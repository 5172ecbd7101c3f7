#![cfg_attr(feature = "fail-on-warnings", deny(warnings))]
#![warn(clippy::all, clippy::pedantic, clippy::nursery, clippy::cargo)]
#![allow(clippy::multiple_crate_versions, clippy::cargo_common_metadata)]

//! Terminal output for the `accidents_cli` binary.
//!
//! [`IndicatifProgress::links_bar`] shows how far link classification has
//! got at pipeline startup. [`init_logger`] routes the pipeline's log lines
//! through the same [`MultiProgress`] so they don't tear the bar.

use std::sync::Arc;
use std::time::Duration;

use accidents_costing::progress::ProgressCallback;
use indicatif::{ProgressBar, ProgressStyle};

pub use indicatif::MultiProgress;

/// Link classification progress drawn as an `indicatif` bar.
pub struct IndicatifProgress {
    bar: ProgressBar,
    /// Used once the link count is known.
    bar_style: ProgressStyle,
}

impl IndicatifProgress {
    /// Adds a bar to `multi`. It spins until the pipeline reports the
    /// number of links, then counts them off.
    #[must_use]
    pub fn links_bar(multi: &MultiProgress, message: &str) -> Arc<dyn ProgressCallback> {
        let bar = multi.add(ProgressBar::new_spinner());
        bar.enable_steady_tick(Duration::from_millis(100));
        bar.set_style(
            ProgressStyle::with_template("{spinner:.cyan} {msg}")
                .unwrap_or_else(|_| ProgressStyle::default_spinner()),
        );
        bar.set_message(message.to_string());

        let bar_style = ProgressStyle::with_template(
            "  {msg} {wide_bar:.cyan/dim} {pos}/{len} {percent}% [{eta}]",
        )
        .unwrap_or_else(|_| ProgressStyle::default_bar())
        .progress_chars("##-");

        Arc::new(Self { bar, bar_style })
    }
}

impl ProgressCallback for IndicatifProgress {
    fn set_total(&self, total: u64) {
        self.bar.set_length(total);
        self.bar.set_position(0);
        self.bar.set_style(self.bar_style.clone());
    }

    fn inc(&self, delta: u64) {
        self.bar.inc(delta);
    }

    fn finish(&self, msg: String) {
        self.bar.finish_with_message(msg);
    }
}

/// Installs the `RUST_LOG`-filtered logger behind `indicatif-log-bridge`.
///
/// Pass the returned [`MultiProgress`] to [`IndicatifProgress::links_bar`].
#[must_use]
pub fn init_logger() -> MultiProgress {
    let multi = MultiProgress::new();

    let logger = pretty_env_logger::formatted_builder()
        .parse_env("RUST_LOG")
        .build();
    let level = logger.filter();

    indicatif_log_bridge::LogWrapper::new(multi.clone(), logger)
        .try_init()
        .ok(); // already installed

    log::set_max_level(level);

    multi
}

▶ Work instruction: Search the records for the word "pipeline". Copy every line that has it.

▶ Reply to the task:
//! got at pipeline startup. [`init_logger`] routes the pipeline's log lines
    /// Adds a bar to `multi`. It spins until the pipeline reports the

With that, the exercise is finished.